代孕背离“分娩者为母”原则,但法院不能拒绝裁判
白河县法院认为,“契约说”体现的是私法自治的法律精神,但在身份法中私法自治向来有严格的限制,即便在代孕合法化的国家,亦需专门立法予以规制。“子女最佳利益说”以子女最佳利益作为认定亲子关系的依据,此与我国传统的伦理观念不相符合,缺乏社会文化基础。“血缘说”虽然有着天然的生物学基础,但在公众朴素的伦理观念中,香火延续、传宗接代主要是指父系而言,母子关系的确立并非基于生物学上的基因延续,更多在于十月怀胎的孕育过程和分娩艰辛所带来的情感联系,单纯以生物学上的基因来认定母子关系,将缺乏社会学和心理学层面的支撑,故“血缘说”亦有其不可取之处。

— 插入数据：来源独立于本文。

use classical_crypto::cipher::affine_hill::{self, AffineHillKey};
use classical_crypto::cipher::{AffineCipher, AutokeyCipher, Cipher, ShiftCipher, hill};
use classical_crypto::ring::matrix_ops::{determinant_mod, identity_matrix, matrix_mul};
use classical_crypto::ring::{Matrix, Z26, gcd, matrix_inverse};

use quickcheck::TestResult;
use quickcheck_macros::quickcheck;

use rand::SeedableRng;
use rand::rngs::StdRng;

fn to_text(bytes: &[u8]) -> String {
    bytes.iter().map(|b| (b'a' + b % 26) as char).collect()
}

fn to_square(entries: &[i64], dim: usize) -> Option<Matrix> {
    if entries.len() < dim * dim {
        return None;
    }
    Some(
        entries[..dim * dim]
            .chunks(dim)
            .map(|row| row.to_vec())
            .collect(),
    )
}

#[quickcheck]
fn prop_hill_round_trip(seed: u64, dim: u8, bytes: Vec<u8>) -> TestResult {
    if bytes.is_empty() {
        return TestResult::discard();
    }
    let dim = (dim % 4) as usize + 1;
    let mut rng = StdRng::seed_from_u64(seed);
    let key = hill::random_key(dim, &mut rng).unwrap();
    let plain = to_text(&bytes);

    let cipher = hill::encrypt(&plain, &key).unwrap();
    let decrypted = hill::decrypt(&cipher, &key).unwrap();

    TestResult::from_bool(cipher.len() % dim == 0 && decrypted.starts_with(&plain))
}

#[quickcheck]
fn prop_affine_hill_round_trip(seed: u64, dim: u8, bytes: Vec<u8>) -> TestResult {
    if bytes.is_empty() {
        return TestResult::discard();
    }
    let dim = (dim % 4) as usize + 1;
    let mut rng = StdRng::seed_from_u64(seed);
    let key = AffineHillKey::random(dim, &mut rng).unwrap();
    let plain = to_text(&bytes);

    let cipher = affine_hill::encrypt(&plain, &key.l, &key.b).unwrap();
    let decrypted = affine_hill::decrypt(&cipher, &key.l, &key.b).unwrap();

    TestResult::from_bool(decrypted.starts_with(&plain))
}

#[quickcheck]
fn prop_scalar_ciphers_round_trip(key: i64, b: i64, bytes: Vec<u8>) -> bool {
    let plain = to_text(&bytes);
    let a = [1, 3, 5, 7, 9, 11, 15, 17, 19, 21, 23, 25][key.rem_euclid(12) as usize];
    let ciphers: Vec<Box<dyn Cipher>> = vec![
        Box::new(ShiftCipher::new(key)),
        Box::new(AffineCipher::try_with(a, b).unwrap()),
        Box::new(AutokeyCipher::new(key)),
    ];

    ciphers
        .iter()
        .all(|c| c.decrypt(&c.encrypt(&plain).unwrap()).unwrap() == plain)
}

#[quickcheck]
fn prop_inverse_times_matrix_is_identity(entries: Vec<i64>, dim: u8) -> TestResult {
    let dim = (dim % 8) as usize + 1;
    let Some(a) = to_square(&entries, dim) else {
        return TestResult::discard();
    };
    let det = determinant_mod(&a, &Z26).unwrap();

    match matrix_inverse(&a, &Z26) {
        Ok(inv) => TestResult::from_bool(
            gcd(det, 26) == 1
                && inv.iter().flatten().all(|v| (0..26).contains(v))
                && matrix_mul(&a, &inv, &Z26).unwrap() == identity_matrix(dim)
                && matrix_mul(&inv, &a, &Z26).unwrap() == identity_matrix(dim),
        ),
        Err(e) => TestResult::from_bool(e.is_singular() && gcd(det, 26) != 1),
    }
}

#[quickcheck]
fn prop_inverse_ignores_multiples_of_modulus(seed: u64, dim: u8, shifts: Vec<i64>) -> TestResult {
    let dim = (dim % 6) as usize + 1;
    if shifts.len() < dim * dim {
        return TestResult::discard();
    }
    let mut rng = StdRng::seed_from_u64(seed);
    let key = hill::random_key(dim, &mut rng).unwrap();
    let shifted: Matrix = key
        .iter()
        .zip(shifts.chunks(dim))
        .map(|(row, shift)| {
            row.iter()
                .zip(shift)
                .map(|(&v, &s)| v + 26 * (s % (i64::MAX / 52)))
                .collect()
        })
        .collect();

    TestResult::from_bool(matrix_inverse(&shifted, &Z26).unwrap() == matrix_inverse(&key, &Z26).unwrap())
}

#[quickcheck]
fn prop_hill_find_key_recovers_2x2_key(seed: u64, bytes: Vec<u8>) -> TestResult {
    if bytes.len() < 4 {
        return TestResult::discard();
    }
    let plain = to_text(&bytes);
    let leading: Matrix = plain.as_bytes()[..4]
        .chunks(2)
        .map(|row| row.iter().map(|&c| (c - b'a') as i64).collect())
        .collect();
    if matrix_inverse(&leading, &Z26).is_err() {
        return TestResult::discard();
    }

    let mut rng = StdRng::seed_from_u64(seed);
    let key = hill::random_key(2, &mut rng).unwrap();
    let cipher = hill::encrypt(&plain, &key).unwrap();
    // padding may lengthen the ciphertext; the attack needs equal lengths
    let cipher = &cipher[..plain.len()];

    TestResult::from_bool(hill::find_key(&plain, cipher).unwrap() == Some(key))
}

#[quickcheck]
fn prop_affine_hill_find_key_recovers_2x2_key(seed: u64, bytes: Vec<u8>) -> TestResult {
    if bytes.len() < 9 {
        return TestResult::discard();
    }
    let plain = to_text(&bytes);
    let values: Vec<i64> = plain.bytes().map(|c| (c - b'a') as i64).collect();
    let diff: Matrix = (0..2)
        .map(|r| (0..2).map(|c| values[r * 2 + c] - values[4 + r * 2 + c]).collect())
        .collect();
    if matrix_inverse(&diff, &Z26).is_err() {
        return TestResult::discard();
    }

    let mut rng = StdRng::seed_from_u64(seed);
    let key = AffineHillKey::random(2, &mut rng).unwrap();
    let cipher = affine_hill::encrypt(&plain, &key.l, &key.b).unwrap();
    let cipher = &cipher[..plain.len()];

    TestResult::from_bool(affine_hill::find_key(&plain, cipher).unwrap() == Some(key))
}

#[quickcheck]
fn prop_find_key_length_mismatch_is_error(a: Vec<u8>, b: Vec<u8>) -> TestResult {
    if a.len() == b.len() {
        return TestResult::discard();
    }
    let (plain, cipher) = (to_text(&a), to_text(&b));
    TestResult::from_bool(
        hill::find_key(&plain, &cipher).is_err() && affine_hill::find_key(&plain, &cipher).is_err(),
    )
}
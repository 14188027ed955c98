//! Implementation of ring ops using modular arithmetic.

use crate::errors::ClassicalCryptoError;

use super::extended_gcd;

use serde::{Deserialize, Serialize};

/// The ring every character cipher works in: one residue per letter a..z.
pub const Z26: Ring = Ring { modulus: 26 };

/// Represents a finite ring Z_m using modular arithmetic.
#[derive(Debug, Copy, Clone, Eq, PartialEq, Serialize, Deserialize)]
pub struct Ring {
    pub modulus: u64,
}

impl Default for Ring {
    fn default() -> Self {
        Z26
    }
}

impl Ring {
    /// Create a new Ring with the given modulus.
    ///
    /// The modulus must be greater than 1.
    pub fn try_with(modulus: u64) -> Result<Self, ClassicalCryptoError> {
        if modulus <= 1 {
            return Err(ClassicalCryptoError::InvalidModulus(format!(
                "Modulus must be greater than 1, got {}",
                modulus
            )));
        }
        if modulus > i64::MAX as u64 {
            return Err(ClassicalCryptoError::InvalidModulus(format!(
                "Modulus {} does not fit into i64",
                modulus
            )));
        }

        Ok(Ring { modulus })
    }

    /// Returns the modulus of the ring.
    ///
    /// # Example
    ///
    /// ```
    /// # use classical_crypto::ring::Ring;
    /// let ring = Ring::try_with(13).unwrap();
    /// assert_eq!(ring.modulus(), 13);
    /// ```
    pub fn modulus(&self) -> u64 {
        self.modulus
    }

    /// Normalizes a value to be within the range `[0, modulus - 1]`.
    ///
    /// Handles negative values correctly by adding the modulus.
    ///
    /// # Example
    ///
    /// ```
    /// # use classical_crypto::ring::Z26;
    /// assert_eq!(Z26.normalize(30), 4);
    /// assert_eq!(Z26.normalize(-3), 23);
    /// assert_eq!(Z26.normalize(0), 0);
    /// assert_eq!(Z26.normalize(26), 0);
    /// ```
    pub fn normalize(&self, value: i64) -> i64 {
        value.rem_euclid(self.modulus as i64)
    }

    /// Reduces an `i128` intermediate (determinants, cofactors) into the ring.
    pub fn normalize_wide(&self, value: i128) -> i64 {
        value.rem_euclid(self.modulus as i128) as i64
    }

    /// Computes `(a + b) mod modulus`.
    ///
    /// # Example
    ///
    /// ```
    /// # use classical_crypto::ring::Ring;
    /// let ring = Ring::try_with(10).unwrap();
    /// assert_eq!(ring.add(7, 5), 2);
    /// assert_eq!(ring.add(-2, 5), 3);
    /// assert_eq!(ring.add(12, 13), 5);
    /// ```
    pub fn add(&self, a: i64, b: i64) -> i64 {
        let a_norm = self.normalize(a);
        let b_norm = self.normalize(b);

        self.normalize_wide(a_norm as i128 + b_norm as i128)
    }

    /// Computes `(a - b) mod modulus`.
    ///
    /// Both operands are normalized first, so the result is always a non-negative representative.
    ///
    /// # Example
    ///
    /// ```
    /// # use classical_crypto::ring::Ring;
    /// let ring = Ring::try_with(10).unwrap();
    /// assert_eq!(ring.sub(7, 5), 2);
    /// assert_eq!(ring.sub(3, 5), 8);
    /// assert_eq!(ring.sub(-2, 3), 5);
    /// ```
    pub fn sub(&self, a: i64, b: i64) -> i64 {
        let a_norm = self.normalize(a);
        let b_norm = self.normalize(b);

        self.normalize(a_norm - b_norm)
    }

    /// Computes `(a * b) mod modulus`.
    ///
    /// Uses `i128` internally to prevent overflow during multiplication before the modulo operation.
    ///
    /// # Example
    ///
    /// ```
    /// # use classical_crypto::ring::Z26;
    /// assert_eq!(Z26.mul(7, 15), 1); // 105 mod 26 = 1
    /// assert_eq!(Z26.mul(-2, 6), 14); // -12 mod 26 = 14
    /// assert_eq!(Z26.mul(2, 13), 0);
    /// ```
    pub fn mul(&self, a: i64, b: i64) -> i64 {
        let a_norm = self.normalize(a);
        let b_norm = self.normalize(b);

        self.normalize_wide(a_norm as i128 * b_norm as i128)
    }

    /// Computes the modular multiplicative inverse `a^-1 mod modulus`.
    ///
    /// The inverse exists if and only if `gcd(a, modulus) == 1`.
    /// Uses the Extended Euclidean Algorithm, so it works for any modulus.
    ///
    /// # Errors
    ///
    /// Returns `ClassicalCryptoError::NoInverse` if the inverse does not exist (i.e., `gcd(a, modulus) != 1`).
    /// Returns `ClassicalCryptoError::NoInverse` if `a` is 0.
    ///
    /// # Example
    ///
    /// ```
    /// # use classical_crypto::ring::Z26;
    /// assert_eq!(Z26.inv(3).unwrap(), 9); // 3 * 9 = 27 = 1 mod 26
    /// assert_eq!(Z26.inv(25).unwrap(), 25);
    /// assert!(Z26.inv(2).is_err()); // gcd(2, 26) = 2
    /// assert!(Z26.inv(13).is_err());
    /// assert!(Z26.inv(0).is_err());
    /// ```
    pub fn inv(&self, a: i64) -> Result<i64, ClassicalCryptoError> {
        let a_norm = self.normalize(a);
        if a_norm == 0 {
            return Err(ClassicalCryptoError::NoInverse(format!(
                "Cannot invert 0 in mod {}",
                self.modulus
            )));
        }

        let (g, x, _) = extended_gcd(a_norm, self.modulus as i64);
        if g != 1 {
            return Err(ClassicalCryptoError::NoInverse(format!(
                "Modular inverse does not exist for {} mod {} (gcd={})",
                a_norm, self.modulus, g
            )));
        }

        Ok(self.normalize(x))
    }
}

/// Returns `x` in `[0, m)` with `a * x ≡ 1 (mod m)`.
///
/// Convenience wrapper over [`Ring::try_with`] and [`Ring::inv`].
pub fn scalar_inverse(a: i64, modulus: u64) -> Result<i64, ClassicalCryptoError> {
    Ring::try_with(modulus)?.inv(a)
}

“分娩说”符合传统民法中“分娩者为母”的认定原则,亦符合我国的文化传统及伦理观念,更与目前国家对代孕的禁止立场相一致,但其一方面忽略了代孕母亲本身的意愿,将代孕母亲认定为孩子的法律母亲;另一方面对于委托夫妻而言,养父母子女关系与法定的父母子女关系相比,具有不确定性和不稳定性,也违背其达成代孕协议的初衷。可以说,四种学说均有其可取之处,但又都存在一定程度的局限性,针对个案应当具体分析。
法院认为,本案中,虽然原、被告通过代孕生育子女的行为与我国禁止代孕的立场相违背,但根据“人民法院不得拒绝裁判”的原则,代孕已成既定事实,人民法院应当尊重这一事实并在法律框架内合理解决这一事实引发的法律纠纷。根据在案证据和双方当事人的一致陈述,可以证实原、被告因两子去世,二人共同商议以代孕方式生育子女,双方具有以代孕方式拥有自己子女的共同意愿;另一方面,代孕母亲仅仅是按照代孕方的安排完成“代孕”这一行为,其没有抚养所生育孩子的意愿和要求,加之其现在身份不明,故“分娩说”在本案中不能机械适用;再次,在排除“分娩说”在本案的适用后,综合“契约说”、“血缘说”、“子女最大利益说”三种学说的观点,认定原告章某系莫小小的生物学母亲、双方存在亲子关系,基本符合上述三种学说的观点,亦不会引起伦理道德方面的冲突。
综上所述,白河县法院作出一审判决:原告章某系莫小小的生物学母亲,双方存在亲子关系。